Captures and False Flags
Jesup did keep pressure on the Seminoles by sending small units into the field. Many of the blacks with the Seminoles began turning themselves in. After a couple of swings in policy on dealing with fugitive slaves, Jesup ended up sending most of them west to join the Seminoles that were already in Indian territory. On September 10, 1837 the Army and militias captured a band of Mikasukis including King Phillip, one of the most important chiefs in Florida. The next night the same command captured a band of Yuchis, including their leader, Uchee Billy.
General Jesup had King Phillip send a message to his son Coacoochee (Wild Cat) to arrange a meeting with Jesup. When Coacoochee arrived under a flag of truce, Jesup arrested him. In October Osceola and Coa Hadjo, another chief, requested a parley with Jesup. A meeting was arranged south of St. Augustine. When Osceola and Coa Hadjo arrived for the meeting, also under a white flag, they were arrested. Osceola was dead within three months of his capture, in prison at Fort Moultrie in Charleston, South Carolina. Not all of the Seminoles captured by the Army stayed captured. While Osceola was still held at Fort Marion (Castillo de San Marcos) in St. Augustine, twenty Seminoles held in the same cell with him and King Phillip escaped through a narrow window.
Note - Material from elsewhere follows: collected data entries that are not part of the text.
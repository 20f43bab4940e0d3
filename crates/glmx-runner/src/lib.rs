//! # glmx-runner
//!
//! Command handlers, configuration and logging setup behind the `glmx`
//! binary. Each handler runs one authoring tool to completion and prints
//! its report to the writer it is given.

pub mod commands;
pub mod config;
mod error;
pub mod report;

pub use commands::ValidateTarget;
pub use config::{Config, SiteConfig, TerrainConfig, DEFAULT_CONFIG_FILE};
pub use error::CliError;

/// Default log filter when `RUST_LOG` is unset.
pub const DEFAULT_LOG_FILTER: &str =
    "warn,glmx=info,glmx_runner=info,glmx_terrain=info,glmx_pages=info,glmx_glm=info";

/// Install the fmt subscriber, filtered by `RUST_LOG` or [`DEFAULT_LOG_FILTER`].
///
/// Logs go to stderr so that reports on stdout stay clean.
pub fn init_logging() {
    use tracing_subscriber::{layer::SubscriberExt, util::SubscriberInitExt};

    tracing_subscriber::registry()
        .with(
            tracing_subscriber::EnvFilter::try_from_default_env()
                .unwrap_or_else(|_| DEFAULT_LOG_FILTER.into()),
        )
        .with(tracing_subscriber::fmt::layer().with_writer(std::io::stderr))
        .init();
}
//! Reading and writing grid documents.

use crate::grid::ElevationGrid;
use crate::Result;
use std::fs;
use std::path::Path;
use tracing::info;

/// Write a grid as pretty-printed JSON, creating parent directories.
///
/// The grid shape is checked before anything touches the disk.
pub fn write_grid<P: AsRef<Path>>(grid: &ElevationGrid, path: P) -> Result<()> {
    let path = path.as_ref();
    grid.validate()?;

    if let Some(parent) = path.parent() {
        if !parent.as_os_str().is_empty() {
            fs::create_dir_all(parent)?;
        }
    }

    let json = serde_json::to_string_pretty(grid)?;
    fs::write(path, json)?;

    info!(path = %path.display(), "saved elevation grid");
    Ok(())
}

/// Load a grid document and check its shape.
pub fn read_grid<P: AsRef<Path>>(path: P) -> Result<ElevationGrid> {
    let text = fs::read_to_string(path)?;
    let grid: ElevationGrid = serde_json::from_str(&text)?;
    grid.validate()?;
    Ok(grid)
}
//! Where the validation datasets come from.

use crate::data::Dataset;
use crate::{GlmError, Result};
use serde::{Deserialize, Serialize};
use std::fs;
use std::path::{Path, PathBuf};
use std::time::Duration;
use tracing::info;

/// UCI processed Cleveland heart-disease data (header-less, `?` for missing).
pub const CLEVELAND_URL: &str =
    "https://archive.ics.uci.edu/ml/machine-learning-databases/heart-disease/processed.cleveland.data";

/// Column names of the Cleveland file.
pub const CLEVELAND_COLUMNS: [&str; 14] = [
    "age", "sex", "cp", "trestbps", "chol", "fbs", "restecg", "thalach", "exang", "oldpeak",
    "slope", "ca", "thal", "target",
];

/// A local file or a URL to download.
#[derive(Debug, Clone, PartialEq, Eq, Serialize, Deserialize)]
#[serde(rename_all = "snake_case")]
pub enum DataSource {
    File(PathBuf),
    Url(String),
}

impl Default for DataSource {
    fn default() -> Self {
        DataSource::Url(CLEVELAND_URL.to_string())
    }
}

impl DataSource {
    /// Contents as text.
    pub fn read_to_string(&self) -> Result<String> {
        match self {
            DataSource::File(path) => fs::read_to_string(path).map_err(|e| GlmError::io(path, e)),
            DataSource::Url(url) => fetch_text(url),
        }
    }
}

/// Download a text file.
pub fn fetch_text(url: &str) -> Result<String> {
    info!(url, "downloading dataset");
    let client = reqwest::blocking::Client::builder()
        .timeout(Duration::from_secs(60))
        .build()?;
    let response = client.get(url).send()?;
    if !response.status().is_success() {
        return Err(GlmError::DownloadFailed {
            url: url.to_string(),
            status: response.status().as_u16(),
        });
    }
    Ok(response.text()?)
}

/// Load the Cleveland data with its fourteen named columns.
pub fn load_cleveland(source: &DataSource) -> Result<Dataset> {
    Dataset::from_headerless_csv(&source.read_to_string()?, &CLEVELAND_COLUMNS)
}

/// Paths of the datasets each validation needs.
#[derive(Debug, Clone, PartialEq, Eq, Serialize, Deserialize)]
#[serde(default)]
pub struct DataSources {
    /// Directory holding `heart.json` and `day.csv`.
    pub data_dir: PathBuf,
    /// Cleveland heart-disease data.
    pub cleveland: DataSource,
}

impl Default for DataSources {
    fn default() -> Self {
        Self {
            data_dir: PathBuf::from("data"),
            cleveland: DataSource::default(),
        }
    }
}

impl DataSources {
    /// Sources rooted at a data directory, Cleveland data downloaded.
    pub fn new<P: AsRef<Path>>(data_dir: P) -> Self {
        Self {
            data_dir: data_dir.as_ref().to_path_buf(),
            ..Self::default()
        }
    }

    /// Kaggle heart-failure records (`heart.json`).
    pub fn heart_json(&self) -> PathBuf {
        self.data_dir.join("heart.json")
    }

    /// UCI bike sharing daily counts (`day.csv`).
    pub fn bike_day_csv(&self) -> PathBuf {
        self.data_dir.join("day.csv")
    }
}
The escapees included Coacoochee and John Horse, a Black Seminole leader.
A delegation of Cherokees was sent to Florida to try to talk the Seminoles into moving west. When Micanopy and others came in to meet the Cherokees, General Jesup had the Seminoles held. John Ross, the head of the Cherokee delegation, protested, but to no avail. Jesup replied that he had told the Cherokees that no Seminole who came in would be allowed to return home.